Canola production looked set to reach 18.5 million tonnes, down 9% year over year, and below the average trade estimate of 18.9 million tonnes.

“It’s a little shy of expectations, a little bullish,” said Dave Reimann, market analyst at Cargill Ltd’s grain marketing services division.

ICE Canada November canola futures traded 0.4% higher in early trading on Wednesday.

Farmers, however, tend to underestimate their harvests in summer when surveyed by Statistics Canada, and final crop figures in December are usually higher, Reimann said.

Higher prices would be welcome news for Canadian farmers, whose finances have been battered by China’s snub of Canadian canola, soybeans and meat, as well as rising farm debt.

Statscan pegged the all-wheat harvest at 31.3 million tonnes, down 2.9% from last year due to a smaller harvested area. The average trade expectation was 32.3 million tonnes.

That figure includes a steep decline in output of durum, the wheat used to make pasta, but a large harvest of spring wheat, Canada’s biggest crop.

Statscan pegged spring wheat production at 25.1 million tonnes, the largest in six years. Durum output of 4.4 million tonnes would be the smallest since 2011.

Bountiful spring wheat production adds “ammunition” for bearish investors in a well-supplied global wheat market, said Neil Townsend, senior market analyst at FarmLink Marketing Solutions.
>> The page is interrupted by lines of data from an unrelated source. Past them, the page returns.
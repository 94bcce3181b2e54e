use anyhow::{Result, anyhow};
use tracing::info;
use tracing_subscriber::{EnvFilter, fmt};

use super::settings::{ContentBackend, Settings};

/// `RUST_LOG` wins over `default_level`; an unparsable filter falls back to `info`.
pub fn init_logging(default_level: &str) -> Result<()> {
    let filter = EnvFilter::try_from_default_env()
        .or_else(|_| EnvFilter::try_new(default_level))
        .unwrap_or_else(|_| EnvFilter::new("info"));

    fmt()
        .with_env_filter(filter)
        .with_target(true)
        .compact()
        .try_init()
        .map_err(|e| anyhow!("failed to init logging: {e}"))?;

    Ok(())
}

/// Logs the effective configuration. The CMS token is never printed.
pub fn log_startup(settings: &Settings) {
    let backend = match &settings.content_backend {
        ContentBackend::Cms => format!(
            "cms:{}/{}",
            settings.cms_project_id.as_deref().unwrap_or("-"),
            settings.cms_dataset
        ),
        ContentBackend::Fixture(path) => format!("fixture:{}", path.display()),
    };
    info!(
        site = %settings.site_url,
        backend = %backend,
        authenticated = settings.cms_token.is_some(),
        popularity_field = settings.cms_popularity_field.as_deref().unwrap_or("-"),
        page_size = settings.blog_page_size,
        fetch_timeout_secs = settings.content_fetch_timeout_secs,
        "starting clinic blog server"
    );
}
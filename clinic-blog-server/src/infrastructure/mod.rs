pub(crate) mod content_backend;
pub(crate) mod logging;
pub(crate) mod settings;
Minneapolis September spring wheat futures dipped 0.7% after the report.

The low durum forecast on the other hand appeared bullish for prices, he said.

Canada is one of the world’s largest wheat exporters and the biggest shipper of canola, a cousin of rapeseed used largely to produce vegetable oil.

On the Grain World crop tour of western Canada earlier this month, scouts forecast a smaller canola crop of 19 million tonnes, higher than StatsCan’s estimate.